Task material:
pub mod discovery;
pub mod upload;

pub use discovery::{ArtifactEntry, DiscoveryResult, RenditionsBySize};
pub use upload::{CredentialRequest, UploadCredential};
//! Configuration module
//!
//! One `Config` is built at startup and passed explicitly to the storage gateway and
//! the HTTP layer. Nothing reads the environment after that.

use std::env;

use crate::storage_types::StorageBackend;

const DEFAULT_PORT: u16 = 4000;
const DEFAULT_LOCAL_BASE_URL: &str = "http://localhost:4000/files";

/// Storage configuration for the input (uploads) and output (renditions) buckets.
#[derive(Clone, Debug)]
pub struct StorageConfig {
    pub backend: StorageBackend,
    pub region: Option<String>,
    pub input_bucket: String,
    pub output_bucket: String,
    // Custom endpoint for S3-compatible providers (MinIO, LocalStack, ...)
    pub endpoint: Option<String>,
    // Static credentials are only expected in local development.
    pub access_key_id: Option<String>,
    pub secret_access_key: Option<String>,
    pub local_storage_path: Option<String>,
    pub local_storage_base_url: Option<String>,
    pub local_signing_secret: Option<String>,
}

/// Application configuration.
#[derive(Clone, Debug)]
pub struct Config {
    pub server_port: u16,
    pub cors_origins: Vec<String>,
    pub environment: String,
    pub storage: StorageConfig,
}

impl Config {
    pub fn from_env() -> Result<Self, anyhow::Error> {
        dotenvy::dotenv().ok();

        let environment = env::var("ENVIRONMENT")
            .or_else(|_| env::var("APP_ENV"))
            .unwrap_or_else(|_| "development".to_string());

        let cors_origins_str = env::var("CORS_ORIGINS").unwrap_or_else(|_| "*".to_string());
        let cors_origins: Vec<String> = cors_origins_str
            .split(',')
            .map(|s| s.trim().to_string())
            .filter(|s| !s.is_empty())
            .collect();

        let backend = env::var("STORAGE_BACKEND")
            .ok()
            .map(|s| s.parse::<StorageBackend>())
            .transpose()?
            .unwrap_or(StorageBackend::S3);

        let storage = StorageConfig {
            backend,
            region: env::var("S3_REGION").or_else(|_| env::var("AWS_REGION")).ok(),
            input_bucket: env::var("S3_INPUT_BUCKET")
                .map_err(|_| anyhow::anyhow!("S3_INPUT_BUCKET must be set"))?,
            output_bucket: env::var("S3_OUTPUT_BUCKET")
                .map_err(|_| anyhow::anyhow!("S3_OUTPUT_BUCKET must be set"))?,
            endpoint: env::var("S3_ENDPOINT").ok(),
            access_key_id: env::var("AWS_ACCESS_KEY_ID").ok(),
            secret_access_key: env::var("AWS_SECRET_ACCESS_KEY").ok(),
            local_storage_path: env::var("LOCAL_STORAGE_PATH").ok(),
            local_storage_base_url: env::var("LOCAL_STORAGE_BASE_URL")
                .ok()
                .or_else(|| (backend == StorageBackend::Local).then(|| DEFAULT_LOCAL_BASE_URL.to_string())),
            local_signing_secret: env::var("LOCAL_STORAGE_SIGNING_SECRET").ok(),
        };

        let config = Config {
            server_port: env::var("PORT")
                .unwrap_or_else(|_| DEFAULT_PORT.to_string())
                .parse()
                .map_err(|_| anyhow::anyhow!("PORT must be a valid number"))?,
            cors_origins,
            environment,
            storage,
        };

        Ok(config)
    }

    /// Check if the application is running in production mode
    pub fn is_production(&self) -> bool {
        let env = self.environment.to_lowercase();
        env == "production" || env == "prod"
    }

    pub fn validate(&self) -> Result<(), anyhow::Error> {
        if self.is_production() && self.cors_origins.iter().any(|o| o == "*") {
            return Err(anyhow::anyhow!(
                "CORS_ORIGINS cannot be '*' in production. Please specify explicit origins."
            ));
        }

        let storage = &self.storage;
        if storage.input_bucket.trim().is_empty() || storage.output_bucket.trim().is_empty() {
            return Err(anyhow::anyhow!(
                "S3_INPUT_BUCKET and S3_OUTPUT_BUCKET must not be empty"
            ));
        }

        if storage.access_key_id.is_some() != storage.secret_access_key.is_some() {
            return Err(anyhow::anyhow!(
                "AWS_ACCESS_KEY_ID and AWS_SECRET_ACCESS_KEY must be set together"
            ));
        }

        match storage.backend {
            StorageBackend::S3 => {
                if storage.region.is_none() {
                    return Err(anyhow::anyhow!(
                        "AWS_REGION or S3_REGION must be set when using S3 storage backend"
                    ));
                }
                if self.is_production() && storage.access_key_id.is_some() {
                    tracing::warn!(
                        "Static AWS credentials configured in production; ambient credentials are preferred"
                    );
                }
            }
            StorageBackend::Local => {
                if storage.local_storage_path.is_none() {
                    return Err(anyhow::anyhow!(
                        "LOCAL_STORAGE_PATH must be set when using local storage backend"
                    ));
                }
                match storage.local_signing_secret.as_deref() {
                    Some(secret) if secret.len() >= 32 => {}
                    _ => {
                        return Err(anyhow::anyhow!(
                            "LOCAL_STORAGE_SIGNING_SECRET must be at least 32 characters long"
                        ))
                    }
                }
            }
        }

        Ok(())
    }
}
* * *
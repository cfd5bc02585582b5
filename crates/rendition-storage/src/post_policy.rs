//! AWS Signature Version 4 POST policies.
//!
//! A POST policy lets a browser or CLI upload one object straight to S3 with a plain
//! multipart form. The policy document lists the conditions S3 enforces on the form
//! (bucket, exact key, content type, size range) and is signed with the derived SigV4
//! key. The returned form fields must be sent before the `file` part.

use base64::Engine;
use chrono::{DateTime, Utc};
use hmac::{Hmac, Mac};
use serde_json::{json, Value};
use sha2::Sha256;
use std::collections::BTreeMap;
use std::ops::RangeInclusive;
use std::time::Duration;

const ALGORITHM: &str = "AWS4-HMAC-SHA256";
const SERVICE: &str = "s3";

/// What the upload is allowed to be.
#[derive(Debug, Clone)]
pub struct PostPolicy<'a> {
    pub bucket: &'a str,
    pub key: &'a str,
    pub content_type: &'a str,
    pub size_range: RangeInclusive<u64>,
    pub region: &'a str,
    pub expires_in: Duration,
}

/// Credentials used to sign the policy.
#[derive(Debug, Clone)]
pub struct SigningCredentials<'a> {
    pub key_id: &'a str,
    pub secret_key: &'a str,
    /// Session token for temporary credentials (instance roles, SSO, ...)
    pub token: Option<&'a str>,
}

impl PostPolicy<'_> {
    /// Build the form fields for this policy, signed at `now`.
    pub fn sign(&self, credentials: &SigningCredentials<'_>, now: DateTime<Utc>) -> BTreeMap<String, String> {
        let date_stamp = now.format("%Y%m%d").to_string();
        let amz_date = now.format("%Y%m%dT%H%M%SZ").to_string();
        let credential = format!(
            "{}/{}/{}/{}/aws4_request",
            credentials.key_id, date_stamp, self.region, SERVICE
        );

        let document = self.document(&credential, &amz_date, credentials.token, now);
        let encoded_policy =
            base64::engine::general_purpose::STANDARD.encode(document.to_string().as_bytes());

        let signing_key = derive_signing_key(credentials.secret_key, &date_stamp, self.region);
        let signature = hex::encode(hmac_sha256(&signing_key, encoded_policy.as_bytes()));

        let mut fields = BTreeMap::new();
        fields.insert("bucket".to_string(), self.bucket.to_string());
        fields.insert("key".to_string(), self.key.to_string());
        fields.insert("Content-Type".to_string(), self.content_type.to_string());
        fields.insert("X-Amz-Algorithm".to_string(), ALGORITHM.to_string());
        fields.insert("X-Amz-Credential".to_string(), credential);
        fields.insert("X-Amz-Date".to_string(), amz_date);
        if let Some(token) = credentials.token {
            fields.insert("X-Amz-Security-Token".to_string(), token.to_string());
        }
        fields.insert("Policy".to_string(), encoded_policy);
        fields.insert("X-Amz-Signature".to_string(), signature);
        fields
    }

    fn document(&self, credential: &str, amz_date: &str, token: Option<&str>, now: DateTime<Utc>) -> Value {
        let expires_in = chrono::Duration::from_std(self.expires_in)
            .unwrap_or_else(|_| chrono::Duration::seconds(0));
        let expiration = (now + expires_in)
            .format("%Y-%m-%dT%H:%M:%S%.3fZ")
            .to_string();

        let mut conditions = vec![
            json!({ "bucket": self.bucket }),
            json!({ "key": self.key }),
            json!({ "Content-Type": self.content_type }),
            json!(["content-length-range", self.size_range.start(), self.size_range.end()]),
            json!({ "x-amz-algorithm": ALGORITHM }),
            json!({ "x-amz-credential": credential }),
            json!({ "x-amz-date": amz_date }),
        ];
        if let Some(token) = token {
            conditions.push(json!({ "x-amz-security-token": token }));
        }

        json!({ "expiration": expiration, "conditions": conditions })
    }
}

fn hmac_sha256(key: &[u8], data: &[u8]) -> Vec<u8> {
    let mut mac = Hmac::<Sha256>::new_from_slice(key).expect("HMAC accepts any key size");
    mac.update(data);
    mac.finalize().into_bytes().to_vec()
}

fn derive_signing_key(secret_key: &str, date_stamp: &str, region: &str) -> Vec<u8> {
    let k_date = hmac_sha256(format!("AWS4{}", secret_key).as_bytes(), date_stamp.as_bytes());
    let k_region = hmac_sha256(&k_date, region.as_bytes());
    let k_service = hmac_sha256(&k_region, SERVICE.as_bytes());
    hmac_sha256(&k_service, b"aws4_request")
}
---
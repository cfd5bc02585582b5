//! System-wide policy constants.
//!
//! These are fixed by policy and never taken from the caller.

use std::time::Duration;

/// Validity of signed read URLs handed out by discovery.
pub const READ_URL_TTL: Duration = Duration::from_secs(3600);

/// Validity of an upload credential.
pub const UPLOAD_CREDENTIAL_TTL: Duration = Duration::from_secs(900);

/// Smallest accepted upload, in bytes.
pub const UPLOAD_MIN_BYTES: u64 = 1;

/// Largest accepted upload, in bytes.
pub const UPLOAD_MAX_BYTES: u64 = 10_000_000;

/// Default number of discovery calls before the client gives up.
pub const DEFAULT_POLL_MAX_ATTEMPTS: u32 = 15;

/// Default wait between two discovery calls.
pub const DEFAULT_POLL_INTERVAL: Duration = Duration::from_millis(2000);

Activity:
Starting at the line that has "pub mod discovery;" in the records above, restate word for word every line until the one that has "const DEFAULT_PORT: u16 = 4000;", and include that one as well.

Written reply:
pub mod discovery;
pub mod upload;

pub use discovery::{ArtifactEntry, DiscoveryResult, RenditionsBySize};
pub use upload::{CredentialRequest, UploadCredential};
//! Configuration module
//!
//! One `Config` is built at startup and passed explicitly to the storage gateway and
//! the HTTP layer. Nothing reads the environment after that.

use std::env;

use crate::storage_types::StorageBackend;

const DEFAULT_PORT: u16 = 4000;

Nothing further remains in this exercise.